Much of this change stems from "a recent study that found that 80 percent of Chinese children surveyed liked foreign cartoons and disliked domestic animation."

I don't know about you, but I smell an upcoming Simpsons episode dealing with all of this...

What's On Tonight

8 pm: Two and a Half Men/How I Met Your Mother (CBS); Psych (NBC); 7th Heaven (WB); Wife Swap (ABC); Hell's Kitchen (FOX; 8-10 pm); One on One/All of Us (UPN)

9 pm: Two and a Half Men/The New Adventures of Old Christine (CBS); Treasure Hunters (NBC); 7th Heaven (WB); Wife Swap (ABC); Girlfriends/Half and Half (UPN)

10 pm: CSI: Miami (CBS); Medium (NBC); Supernanny (ABC)

What I'll Be Watching

8 pm: Hell's Kitchen.

It's the season finale of the FOX culinary competition show and it's actually down to Heather and Virginia, one of whom will actually win their very own restaurant at the Red Rocks Resort in Las Vegas. Which one will command their teams of axed would-be chefs to victory? It's no secret that I've been rooting for Heather since the very beginning. So, come on, girl and bring home the win.

10 pm: Life on Mars on BBC America.

It's the fourth episode of this brilliant (and British) mind-bending mystery series that stars State of Play's John Simm as Detective Sam Tyler, a modern-day copper who wakes up in 1973. On tonight's episode, Sam takes on a local gangster when he attempts to crackdown on police corruption. Well, better a gangster than that creepy little girl who lives in the telly. She gives me the willies.

10 pm: Weeds on Showtime.

The second season of Showtime's suburban pot dramedy starts tonight.

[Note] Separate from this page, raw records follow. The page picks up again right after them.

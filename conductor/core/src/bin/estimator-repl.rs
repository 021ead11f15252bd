//! Estimator REPL
//!
//! Line-mode surface for the City Paint Estimator. Reads answers from stdin
//! one line at a time and prints whatever the Conductor publishes.
//!
//! # Usage
//!
//! ```bash
//! GOOGLE_API_KEY=... estimator-repl
//!
//! # Scripted run
//! printf 'both\n2\n500\n3\n2\nno\n' | estimator-repl
//!
//! # With verbose logging (goes to stderr)
//! RUST_LOG=debug estimator-repl
//! ```
//!
//! # Environment Variables
//!
//! - `GOOGLE_API_KEY`: Required credential (variable name configurable)
//! - `PAINT_ESTIMATOR_CONFIG`: Path to a TOML config file
//! - `PAINT_CAN_VOLUME`, `PAINT_LOSS_RATE`, `PAINT_COVERAGE`, `PAINT_OPENINGS_RATE`
//! - `RUST_LOG`: Log level (trace, debug, info, warn, error)
//!
//! Any of these may also come from a `.env` file in the working directory.

use tokio::io::{AsyncBufReadExt, AsyncWriteExt, BufReader, Lines, Stdin};
use tokio::signal;
use tokio::sync::mpsc;
use tracing::{info, warn};

use estimator_conductor::{
    load_config, load_dotenv, Conductor, ConductorMessage, MessageRole, NotifyLevel,
    SurfaceCapabilities, SurfaceEvent, SurfaceType, APP_CAPTION, APP_TITLE,
};

/// Read the next line of user input, `None` on EOF
async fn read_next_input(lines: &mut Lines<BufReader<Stdin>>) -> anyhow::Result<Option<String>> {
    Ok(lines.next_line().await?)
}

/// Render a conductor message as terminal text
fn display_message(msg: &ConductorMessage) -> Option<String> {
    match msg {
        // the user's own lines are already on screen
        ConductorMessage::Message {
            role: MessageRole::Assistant,
            content,
            ..
        } => Some(content.clone()),
        ConductorMessage::TranscriptReset => Some(String::from("----")),
        ConductorMessage::Notify { level, message, .. } => Some(match level {
            NotifyLevel::Info => format!("[info] {message}"),
            NotifyLevel::Warning => format!("[warning] {message}"),
            NotifyLevel::Error => format!("[error] {message}"),
        }),
        ConductorMessage::Quit { message } => message.clone(),
        _ => None,
    }
}

/// Print everything published so far; returns true once the conductor asked to quit
async fn flush(rx: &mut mpsc::Receiver<ConductorMessage>) -> anyhow::Result<bool> {
    let mut out = tokio::io::stdout();
    let mut quit = false;
    while let Ok(msg) = rx.try_recv() {
        if let Some(text) = display_message(&msg) {
            out.write_all(text.as_bytes()).await?;
            out.write_all(b"\n").await?;
        }
        quit |= matches!(msg, ConductorMessage::Quit { .. });
    }
    out.flush().await?;
    Ok(quit)
}

#[tokio::main]
async fn main() -> anyhow::Result<()> {
    let dotenv = load_dotenv();

    // Logs go to stderr so stdout stays a clean transcript
    tracing_subscriber::fmt()
        .with_env_filter(
            tracing_subscriber::EnvFilter::from_default_env()
                .add_directive("estimator_repl=info".parse()?)
                .add_directive("estimator_conductor=info".parse()?),
        )
        .with_writer(std::io::stderr)
        .with_target(true)
        .init();

    if let Some(path) = dotenv {
        info!(path = %path.display(), "Loaded .env");
    }

    let config = load_config()?;
    info!(source = %config.source, model = %config.model, "Configuration loaded");

    let mut out = tokio::io::stdout();
    out.write_all(format!("{APP_TITLE}\n{APP_CAPTION}\n\n").as_bytes())
        .await?;
    out.flush().await?;

    let (tx, mut rx) = mpsc::channel::<ConductorMessage>(256);
    let mut conductor = Conductor::new(config, tx);
    conductor.start().await?;
    conductor
        .handle_event(SurfaceEvent::Connected {
            event_id: SurfaceEvent::new_event_id(),
            surface_type: SurfaceType::Repl,
            capabilities: SurfaceCapabilities::repl(),
        })
        .await?;
    flush(&mut rx).await?;

    let mut lines = BufReader::new(tokio::io::stdin()).lines();

    loop {
        let event = tokio::select! {
            line = read_next_input(&mut lines) => match line? {
                Some(line) => SurfaceEvent::from_input_line(&line),
                None => {
                    info!("End of input");
                    SurfaceEvent::QuitRequested { event_id: SurfaceEvent::new_event_id() }
                }
            },
            _ = signal::ctrl_c() => {
                info!("Received Ctrl+C, shutting down");
                SurfaceEvent::QuitRequested { event_id: SurfaceEvent::new_event_id() }
            }
        };

        if let Err(e) = conductor.handle_event(event).await {
            warn!(error = %e, "Failed to handle event");
        }
        if flush(&mut rx).await? {
            break;
        }
    }

    Ok(())
}
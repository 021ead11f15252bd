//! End-to-end conversation tests
//!
//! These tests drive the Conductor the way a surface does: events in through
//! `handle_event`, messages out through the channel. They cover:
//! - A complete estimate, restart and decline cycle
//! - Config files feeding the estimate constants
//! - Many sessions sharing one registry

use std::io::Write;

use pretty_assertions::assert_eq;
use tempfile::NamedTempFile;
use tokio::sync::mpsc;
use tokio_test::{assert_err, assert_ok};

use estimator_conductor::{
    load_config_from_path, Conductor, ConductorConfig, ConductorMessage, ConductorState,
    ModelClientConfig, NotifyLevel, RegistryError, SessionRegistry, SurfaceCapabilities,
    SurfaceEvent, SurfaceType, CLOSING_MESSAGE, DEFAULT_MODEL, RESTART_PROMPT,
};

// =============================================================================
// Helpers
// =============================================================================

/// What a minimal surface would have on screen
#[derive(Default)]
struct Screen {
    transcript: Vec<String>,
    warnings: Vec<String>,
    errors: Vec<String>,
    state: Option<ConductorState>,
    quit: bool,
}

impl Screen {
    fn apply(&mut self, msg: ConductorMessage) {
        match msg {
            ConductorMessage::Message { content, .. } => self.transcript.push(content),
            ConductorMessage::TranscriptReset => self.transcript.clear(),
            ConductorMessage::Transcript { entries } => {
                self.transcript = entries.into_iter().map(|e| e.content).collect();
            }
            ConductorMessage::Notify {
                level: NotifyLevel::Warning,
                message,
                ..
            } => self.warnings.push(message),
            ConductorMessage::Notify {
                level: NotifyLevel::Error,
                message,
                ..
            } => self.errors.push(message),
            ConductorMessage::State { state } => self.state = Some(state),
            ConductorMessage::Quit { .. } => self.quit = true,
            _ => {}
        }
    }

    fn pump(&mut self, rx: &mut mpsc::Receiver<ConductorMessage>) {
        while let Ok(msg) = rx.try_recv() {
            self.apply(msg);
        }
    }
}

async fn started(config: ConductorConfig) -> (Conductor, mpsc::Receiver<ConductorMessage>) {
    let (tx, rx) = mpsc::channel(256);
    let mut conductor = Conductor::new(config, tx);
    let credential = ModelClientConfig::new(DEFAULT_MODEL, "test-key", "TEST_KEY");
    assert_ok!(conductor.start_with_credential(credential).await);
    assert_ok!(
        conductor
            .handle_event(SurfaceEvent::Connected {
                event_id: SurfaceEvent::new_event_id(),
                surface_type: SurfaceType::Headless,
                capabilities: SurfaceCapabilities::headless(),
            })
            .await
    );
    (conductor, rx)
}

async fn type_lines(conductor: &mut Conductor, lines: &[&str]) {
    for line in lines {
        assert_ok!(
            conductor
                .handle_event(SurfaceEvent::from_input_line(line))
                .await
        );
    }
}

// =============================================================================
// Conversation flow
// =============================================================================

#[tokio::test]
async fn test_complete_conversation_transcript() {
    let (mut conductor, mut rx) = started(ConductorConfig::default()).await;
    let mut screen = Screen::default();

    type_lines(&mut conductor, &["both", "two", "2", "500", "3", "2"]).await;
    screen.pump(&mut rx);

    assert_eq!(screen.warnings, vec!["Please enter a valid number.".to_string()]);
    assert_eq!(
        screen.transcript,
        vec![
            "What is the scope of your painting project? (type interior / exterior / both)",
            "both",
            "How many buildings do you plan to paint?",
            "2",
            "What is the average wall area (in m²) of each building?",
            "500",
            "How many floors does each building have on average?",
            "3",
            "How many coats of paint do you plan to apply?",
            "2",
            "Net area after excluding doors/windows: 12408 m²\n\
             Total liters required (2 coat(s)): 2482 L\n\
             You'll need approximately 131 buckets (20L each) to paint the entire city.",
            RESTART_PROMPT,
        ]
    );
    assert_eq!(screen.state, Some(ConductorState::AwaitingRestart));
}

#[tokio::test]
async fn test_restart_then_decline() {
    let (mut conductor, mut rx) = started(ConductorConfig::default()).await;
    let mut screen = Screen::default();

    type_lines(&mut conductor, &["interior", "1", "100", "1", "5"]).await;
    screen.pump(&mut rx);
    assert_eq!(
        screen.warnings,
        vec!["You don't need more than 3 coats. I'll use 3 as the maximum.".to_string()]
    );

    type_lines(&mut conductor, &["OK"]).await;
    screen.pump(&mut rx);
    assert_eq!(screen.transcript.len(), 1);
    assert_eq!(screen.state, Some(ConductorState::Asking));

    type_lines(&mut conductor, &["exterior", "1", "100", "1", "1", "nope"]).await;
    screen.pump(&mut rx);
    assert_eq!(screen.transcript.last().map(String::as_str), Some(CLOSING_MESSAGE));
    assert_eq!(screen.transcript[screen.transcript.len() - 2], "nope");
    assert_eq!(screen.state, Some(ConductorState::Ended));

    type_lines(&mut conductor, &["/quit"]).await;
    screen.pump(&mut rx);
    assert!(screen.quit);
}

#[tokio::test]
async fn test_oversized_message_is_screened() {
    let (mut conductor, mut rx) = started(ConductorConfig::default()).await;
    let mut screen = Screen::default();

    let huge = "9".repeat(10_000);
    type_lines(&mut conductor, &["both", &huge]).await;
    screen.pump(&mut rx);

    assert_eq!(screen.warnings.len(), 1);
    assert!(screen.warnings[0].starts_with("Invalid message: Message too large"));
    assert_eq!(conductor.session().cursor(), 1);
}

#[tokio::test]
async fn test_missing_credential_only_repeats_error() {
    let (tx, mut rx) = mpsc::channel(64);
    let config = ConductorConfig {
        api_key_var: "CITY_PAINT_ESTIMATOR_TEST_NEVER_SET".to_string(),
        ..ConductorConfig::default()
    };
    let mut conductor = Conductor::new(config, tx);
    assert_ok!(conductor.start().await);

    let mut screen = Screen::default();
    type_lines(&mut conductor, &["both", "/restart"]).await;
    screen.pump(&mut rx);

    assert!(screen.transcript.is_empty());
    assert_eq!(screen.errors.len(), 3);
    assert!(screen
        .errors
        .iter()
        .all(|e| e == "Missing API Key. Please set API key in your environment."));
    assert_eq!(conductor.state(), ConductorState::Blocked);
}

// =============================================================================
// Configuration feeding the estimate
// =============================================================================

#[tokio::test]
async fn test_config_file_changes_bucket_size() {
    let mut file = NamedTempFile::new().unwrap();
    file.write_all(b"[estimate]\ncan_volume = 10.0\n").unwrap();
    let config = load_config_from_path(Some(file.path()), |_| None).unwrap();

    let (mut conductor, mut rx) = started(config).await;
    let mut screen = Screen::default();
    type_lines(&mut conductor, &["both", "2", "500", "3", "2"]).await;
    screen.pump(&mut rx);

    let summary = &screen.transcript[screen.transcript.len() - 2];
    // 2605.68 L in 10 L cans
    assert!(summary.ends_with("approximately 261 buckets (10L each) to paint the entire city."));
}

// =============================================================================
// Session registry
// =============================================================================

#[test]
fn test_registry_interleaved_sessions() {
    let registry = SessionRegistry::default();
    let alice = registry.open();
    let bob = registry.open();

    for (a, b) in [("both", "interior"), ("2", "1"), ("500", "100")] {
        assert_ok!(registry.submit(&alice, a));
        assert_ok!(registry.submit(&bob, b));
    }
    assert_err!(registry.submit(&bob, "-1"));

    assert_ok!(registry.submit(&alice, "3"));
    let report = registry.submit(&alice, "2").unwrap();
    assert_eq!(report.estimate.map(|r| r.cans), Some(131));

    let bob_state = registry.get(&bob).unwrap();
    assert_eq!(bob_state.cursor(), 3);
    assert_eq!(bob_state.answers().len(), 3);

    registry.close(&alice);
    assert!(matches!(
        registry.submit(&alice, "yes"),
        Err(RegistryError::UnknownSession(_))
    ));
    assert_eq!(registry.len(), 1);
}
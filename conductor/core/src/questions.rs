//! Questionnaire
//!
//! The fixed sequence of questions the Conductor walks a user through.
//! Questions are defined at compile time and never change during a session.

use std::fmt;

use serde::{Deserialize, Serialize};

/// Identifies a question and the answer slot it fills
#[derive(Clone, Copy, Debug, PartialEq, Eq, PartialOrd, Ord, Hash, Serialize, Deserialize)]
#[serde(rename_all = "snake_case")]
pub enum QuestionKey {
    /// Interior, exterior or both
    Scope,
    /// Number of buildings
    Buildings,
    /// Average wall area per building (m²)
    Area,
    /// Average floors per building
    Floors,
    /// Coats of paint
    Layers,
}

impl QuestionKey {
    /// Stable identifier used in logs and serialized answers
    #[must_use]
    pub fn as_str(&self) -> &'static str {
        match self {
            Self::Scope => "scope",
            Self::Buildings => "buildings",
            Self::Area => "area",
            Self::Floors => "floors",
            Self::Layers => "layers",
        }
    }

    /// Whether answers to this question must be whole numbers
    #[must_use]
    pub fn requires_integer(&self) -> bool {
        matches!(self, Self::Buildings | Self::Floors)
    }
}

impl fmt::Display for QuestionKey {
    fn fmt(&self, f: &mut fmt::Formatter<'_>) -> fmt::Result {
        f.write_str(self.as_str())
    }
}

/// How an answer is interpreted
#[derive(Clone, Copy, Debug, PartialEq, Eq)]
pub enum QuestionKind {
    /// One of a fixed set of lower-case options
    Choice(&'static [&'static str]),
    /// A positive number
    Number,
}

impl QuestionKind {
    /// Allowed values for a choice question
    #[must_use]
    pub fn allowed_values(&self) -> Option<&'static [&'static str]> {
        match self {
            Self::Choice(options) => Some(options),
            Self::Number => None,
        }
    }
}

/// A single question in the conversation
#[derive(Clone, Copy, Debug, PartialEq, Eq)]
pub struct Question {
    /// Answer slot
    pub key: QuestionKey,
    /// Text shown to the user
    pub prompt: &'static str,
    /// Answer interpretation
    pub kind: QuestionKind,
}

/// Options accepted for the scope question
pub const SCOPE_OPTIONS: &[&str] = &["interior", "exterior", "both"];

/// The questionnaire, in the order it is asked
pub const QUESTIONS: [Question; 5] = [
    Question {
        key: QuestionKey::Scope,
        prompt: "What is the scope of your painting project? (type interior / exterior / both)",
        kind: QuestionKind::Choice(SCOPE_OPTIONS),
    },
    Question {
        key: QuestionKey::Buildings,
        prompt: "How many buildings do you plan to paint?",
        kind: QuestionKind::Number,
    },
    Question {
        key: QuestionKey::Area,
        prompt: "What is the average wall area (in m²) of each building?",
        kind: QuestionKind::Number,
    },
    Question {
        key: QuestionKey::Floors,
        prompt: "How many floors does each building have on average?",
        kind: QuestionKind::Number,
    },
    Question {
        key: QuestionKey::Layers,
        prompt: "How many coats of paint do you plan to apply?",
        kind: QuestionKind::Number,
    },
];

/// The questionnaire as a slice
#[must_use]
pub fn questionnaire() -> &'static [Question] {
    &QUESTIONS
}
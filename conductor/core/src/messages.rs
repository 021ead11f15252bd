//! Conductor Messages
//!
//! Messages sent from the Conductor to UI surfaces. Surfaces render what they
//! are told and keep no business logic of their own.
//!
//! # Design Philosophy
//!
//! The transcript is append-only: each new history entry is published once as
//! a [`ConductorMessage::Message`]. When the session restarts, the Conductor
//! sends [`ConductorMessage::TranscriptReset`] and republishes from scratch, so
//! a surface never has to diff.

use serde::{Deserialize, Serialize};
use uuid::Uuid;

use crate::estimator::EstimateResult;
use crate::session::HistoryEntry;

/// Messages from Conductor to UI Surface
#[derive(Clone, Debug, Serialize, Deserialize)]
pub enum ConductorMessage {
    // ============================================
    // Transcript Messages
    // ============================================
    /// A transcript entry to display
    Message {
        /// Unique message ID for tracking
        id: MessageId,
        /// Who sent this message
        role: MessageRole,
        /// The message content
        content: String,
    },

    /// Discard everything displayed so far; a fresh transcript follows
    TranscriptReset,

    /// Full transcript snapshot (sent to newly connected surfaces)
    Transcript {
        /// Every entry, oldest first
        entries: Vec<HistoryEntry>,
    },

    /// Questionnaire progress
    Progress {
        /// Number of answers collected
        answered: usize,
        /// Number of questions
        total: usize,
    },

    /// An estimate was computed
    Estimate {
        /// The computed quantities
        result: EstimateResult,
    },

    // ============================================
    // System Messages
    // ============================================
    /// System notification (validation warnings, advisories, errors)
    Notify {
        /// Notification level
        level: NotifyLevel,
        /// Title (optional)
        title: Option<String>,
        /// Message content
        message: String,
    },

    /// Conductor state change
    State {
        /// The new state
        state: ConductorState,
    },

    /// Acknowledgment of received event
    Ack {
        /// Event ID being acknowledged
        event_id: EventId,
    },

    /// Session information
    SessionInfo {
        /// Session ID
        session_id: SessionId,
        /// Configured language model (never queried)
        model: String,
        /// Whether the session accepts answers
        ready: bool,
    },

    /// Request surface to quit
    Quit {
        /// Optional goodbye message
        message: Option<String>,
    },
}

/// Message identifier
#[derive(Clone, Debug, PartialEq, Eq, Hash, Serialize, Deserialize)]
pub struct MessageId(pub String);

impl MessageId {
    /// Generate a new unique message ID
    pub fn new() -> Self {
        use std::sync::atomic::{AtomicU64, Ordering};
        static COUNTER: AtomicU64 = AtomicU64::new(0);
        let id = COUNTER.fetch_add(1, Ordering::SeqCst);
        Self(format!("msg_{id}"))
    }
}

impl Default for MessageId {
    fn default() -> Self {
        Self::new()
    }
}

/// Event identifier (for acks)
#[derive(Clone, Debug, PartialEq, Eq, Hash, Serialize, Deserialize)]
pub struct EventId(pub String);

/// Session identifier
#[derive(Clone, Debug, PartialEq, Eq, Hash, Serialize, Deserialize)]
pub struct SessionId(pub String);

impl SessionId {
    /// Generate a new random session ID
    pub fn new() -> Self {
        Self(format!("session_{}", Uuid::new_v4().simple()))
    }
}

impl Default for SessionId {
    fn default() -> Self {
        Self::new()
    }
}

impl std::fmt::Display for SessionId {
    fn fmt(&self, f: &mut std::fmt::Formatter<'_>) -> std::fmt::Result {
        f.write_str(&self.0)
    }
}

/// Who sent a message
#[derive(Clone, Copy, Debug, PartialEq, Eq, Serialize, Deserialize)]
pub enum MessageRole {
    /// User input
    User,
    /// The estimator assistant
    Assistant,
}

/// Notification levels
#[derive(Clone, Copy, Debug, PartialEq, Eq, Serialize, Deserialize)]
pub enum NotifyLevel {
    /// Informational
    Info,
    /// Warning
    Warning,
    /// Error
    Error,
}

/// Conductor operational states
#[derive(Clone, Copy, Debug, PartialEq, Eq, Serialize, Deserialize)]
pub enum ConductorState {
    /// Starting up, not ready
    Initializing,
    /// Configuration is missing; no interaction possible
    Blocked,
    /// Waiting for an answer to the current question
    Asking,
    /// Estimate shown, waiting for a yes/no restart decision
    AwaitingRestart,
    /// The user declined to restart
    Ended,
    /// Shutting down
    ShuttingDown,
}

impl ConductorState {
    /// Human-readable description
    #[must_use]
    pub fn description(&self) -> &'static str {
        match self {
            Self::Initializing => "Starting up...",
            Self::Blocked => "Configuration error",
            Self::Asking => "Waiting for your answer",
            Self::AwaitingRestart => "Another calculation?",
            Self::Ended => "Session closed",
            Self::ShuttingDown => "Shutting down...",
        }
    }

    /// Whether user messages are processed in this state
    #[must_use]
    pub fn accepts_input(&self) -> bool {
        matches!(self, Self::Asking | Self::AwaitingRestart)
    }
}

#[cfg(test)]
mod tests {
    use super::*;

    #[test]
    fn test_message_id_unique() {
        let id1 = MessageId::new();
        let id2 = MessageId::new();
        assert_ne!(id1, id2);
    }

    #[test]
    fn test_session_id_unique() {
        let id1 = SessionId::new();
        let id2 = SessionId::new();
        assert_ne!(id1, id2);
        assert!(id1.0.starts_with("session_"));
    }

    #[test]
    fn test_conductor_state_input() {
        assert!(ConductorState::Asking.accepts_input());
        assert!(ConductorState::AwaitingRestart.accepts_input());
        assert!(!ConductorState::Blocked.accepts_input());
        assert!(!ConductorState::Ended.accepts_input());
        assert_eq!(ConductorState::Blocked.description(), "Configuration error");
    }

    #[test]
    fn test_message_serializes() {
        let msg = ConductorMessage::Notify {
            level: NotifyLevel::Warning,
            title: None,
            message: "Please enter a valid number.".to_string(),
        };
        let json = serde_json::to_string(&msg).unwrap();
        assert!(json.contains("Warning"));
        let back: ConductorMessage = serde_json::from_str(&json).unwrap();
        assert!(matches!(back, ConductorMessage::Notify { level: NotifyLevel::Warning, .. }));
    }
}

On tonight's premiere episode ("Corn Snake"), Nancy discovers her new beau is a DEA agent (uh oh), Celia runs for city council against Doug, and Andy has to impress a rabbinical school admissions officer.

11 pm: Lovespring International on Lifetime.

The improvised comedy returns with a brand new episode tonight. On tonight's installment ("The Portrait and the Painter"), receptionist Tiffany (Jennifer Elise Cox) creates absolutely chaos at the Lovespring offices when she falls under the suspicion that her ex-boyfriend is having an affair with Victoria (Jane Lynch). And after seeing The 40-Year-Old Virgin, could you blame him?

Comments

Anonymous said…
Rick Fox - yikes. I hope he doesn't have to talk a lot. The man can play basketball. The man cannot act. But he is nice to look at.
Anonymous said…
Exqueeze me???

AMC's first original series?

No remembering of REMEMBER WENN?
Or or THE LOT?

Oh, that was when AMC showed good movies, without commercials. Never mind....
Jace Lacob said…
"Remember WENN" and "The Lot" were half-hours. No one said that "Mad Men" was AMC's first original series. It is the cabler's first "original one hour drama."
Mark McCormick said…
I think Mad Men is the best thing on TV right now. The details are spot-on, the production values high, the psychological landscape believable. I love it.